Data records —
# # #

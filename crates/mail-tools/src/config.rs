use std::env;

use url::Url;

use crate::MailError;

/// Environment variable selecting the mail invoke endpoint.
pub const INVOKE_URL_ENV: &str = "MCP_MAIL_INVOKE_URL";

/// Endpoint used when [`INVOKE_URL_ENV`] is not set.
pub const DEFAULT_INVOKE_URL: &str = "http://host.docker.internal:8300/invoke";

/// Configuration for the mail proxy.
///
/// Resolved once at startup and shared by every mail tool.
#[derive(Debug, Clone, PartialEq, Eq)]
pub struct MailProxyConfig {
    /// Endpoint that receives `{tool, ctx, args}` POSTs.
    pub invoke_url: Url,
}

impl MailProxyConfig {
    /// Create a configuration with an explicit endpoint.
    pub fn new(invoke_url: impl AsRef<str>) -> Result<Self, MailError> {
        let raw = invoke_url.as_ref();
        let invoke_url = Url::parse(raw)
            .map_err(|e| MailError::Config(format!("Invalid invoke URL '{}': {}", raw, e)))?;
        Ok(Self { invoke_url })
    }

    /// Create configuration from environment variables.
    ///
    /// Optional (with defaults):
    /// - `MCP_MAIL_INVOKE_URL` - Default: http://host.docker.internal:8300/invoke
    pub fn from_env() -> Result<Self, MailError> {
        Self::from_value(env::var(INVOKE_URL_ENV).ok())
    }

    /// Apply the default-fallback rule to an already looked-up setting.
    ///
    /// Blank values are treated the same as an unset variable.
    pub fn from_value(value: Option<String>) -> Result<Self, MailError> {
        match value.as_deref().map(str::trim) {
            Some(url) if !url.is_empty() => Self::new(url),
            _ => Self::new(DEFAULT_INVOKE_URL),
        }
    }
}
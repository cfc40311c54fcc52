//! Error types for tool operations.

use thiserror::Error;

use crate::schema::ValidationError;

/// Errors that can occur during tool registration or execution.
#[derive(Debug, Error)]
pub enum ToolError {
    /// Tool not found in registry.
    #[error("Tool not found: {0}")]
    NotFound(String),

    /// A tool with this name is already registered.
    #[error("Tool already registered: {0}")]
    DuplicateTool(String),

    /// Arguments did not match the tool's declared parameters.
    #[error(transparent)]
    Validation(#[from] ValidationError),

    /// The remote service answered with a non-success status.
    #[error("Remote invocation failed: {status} {body}")]
    Remote { status: u16, body: String },

    /// The request never completed (connect, DNS, timeout, body read).
    #[error("Transport error: {0}")]
    Transport(#[from] reqwest::Error),

    /// JSON parsing or serialization failed.
    #[error("JSON error: {0}")]
    Json(#[from] serde_json::Error),

    /// Tool was constructed with unusable configuration.
    #[error("Configuration error: {0}")]
    Config(String),
}

impl ToolError {
    /// True when the failure happened before the remote service answered.
    pub fn is_transport(&self) -> bool {
        matches!(self, ToolError::Transport(_))
    }

    /// True when the remote service answered with an error status.
    pub fn is_remote(&self) -> bool {
        matches!(self, ToolError::Remote { .. })
    }

    /// True when the call was rejected locally before any network activity.
    pub fn is_validation(&self) -> bool {
        matches!(self, ToolError::Validation(_))
    }
}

# # #

What the task requires — Would you output the entire listing exactly as written?

Task solution —
filename crates/mail-tools/src/config.rs
use std::env;

use url::Url;

use crate::MailError;

/// Environment variable selecting the mail invoke endpoint.
pub const INVOKE_URL_ENV: &str = "MCP_MAIL_INVOKE_URL";

/// Endpoint used when [`INVOKE_URL_ENV`] is not set.
pub const DEFAULT_INVOKE_URL: &str = "http://host.docker.internal:8300/invoke";

/// Configuration for the mail proxy.
///
/// Resolved once at startup and shared by every mail tool.
#[derive(Debug, Clone, PartialEq, Eq)]
pub struct MailProxyConfig {
    /// Endpoint that receives `{tool, ctx, args}` POSTs.
    pub invoke_url: Url,
}

impl MailProxyConfig {
    /// Create a configuration with an explicit endpoint.
    pub fn new(invoke_url: impl AsRef<str>) -> Result<Self, MailError> {
        let raw = invoke_url.as_ref();
        let invoke_url = Url::parse(raw)
            .map_err(|e| MailError::Config(format!("Invalid invoke URL '{}': {}", raw, e)))?;
        Ok(Self { invoke_url })
    }

    /// Create configuration from environment variables.
    ///
    /// Optional (with defaults):
    /// - `MCP_MAIL_INVOKE_URL` - Default: http://host.docker.internal:8300/invoke
    pub fn from_env() -> Result<Self, MailError> {
        Self::from_value(env::var(INVOKE_URL_ENV).ok())
    }

    /// Apply the default-fallback rule to an already looked-up setting.
    ///
    /// Blank values are treated the same as an unset variable.
    pub fn from_value(value: Option<String>) -> Result<Self, MailError> {
        match value.as_deref().map(str::trim) {
            Some(url) if !url.is_empty() => Self::new(url),
            _ => Self::new(DEFAULT_INVOKE_URL),
        }
    }
}
repository cfc40311c54fcc52
//! Error types for tool operations.

use thiserror::Error;

use crate::schema::ValidationError;

/// Errors that can occur during tool registration or execution.
#[derive(Debug, Error)]
pub enum ToolError {
    /// Tool not found in registry.
    #[error("Tool not found: {0}")]
    NotFound(String),

    /// A tool with this name is already registered.
    #[error("Tool already registered: {0}")]
    DuplicateTool(String),

    /// Arguments did not match the tool's declared parameters.
    #[error(transparent)]
    Validation(#[from] ValidationError),

    /// The remote service answered with a non-success status.
    #[error("Remote invocation failed: {status} {body}")]
    Remote { status: u16, body: String },

    /// The request never completed (connect, DNS, timeout, body read).
    #[error("Transport error: {0}")]
    Transport(#[from] reqwest::Error),

    /// JSON parsing or serialization failed.
    #[error("JSON error: {0}")]
    Json(#[from] serde_json::Error),

    /// Tool was constructed with unusable configuration.
    #[error("Configuration error: {0}")]
    Config(String),
}

impl ToolError {
    /// True when the failure happened before the remote service answered.
    pub fn is_transport(&self) -> bool {
        matches!(self, ToolError::Transport(_))
    }

    /// True when the remote service answered with an error status.
    pub fn is_remote(&self) -> bool {
        matches!(self, ToolError::Remote { .. })
    }

    /// True when the call was rejected locally before any network activity.
    pub fn is_validation(&self) -> bool {
        matches!(self, ToolError::Validation(_))
    }
}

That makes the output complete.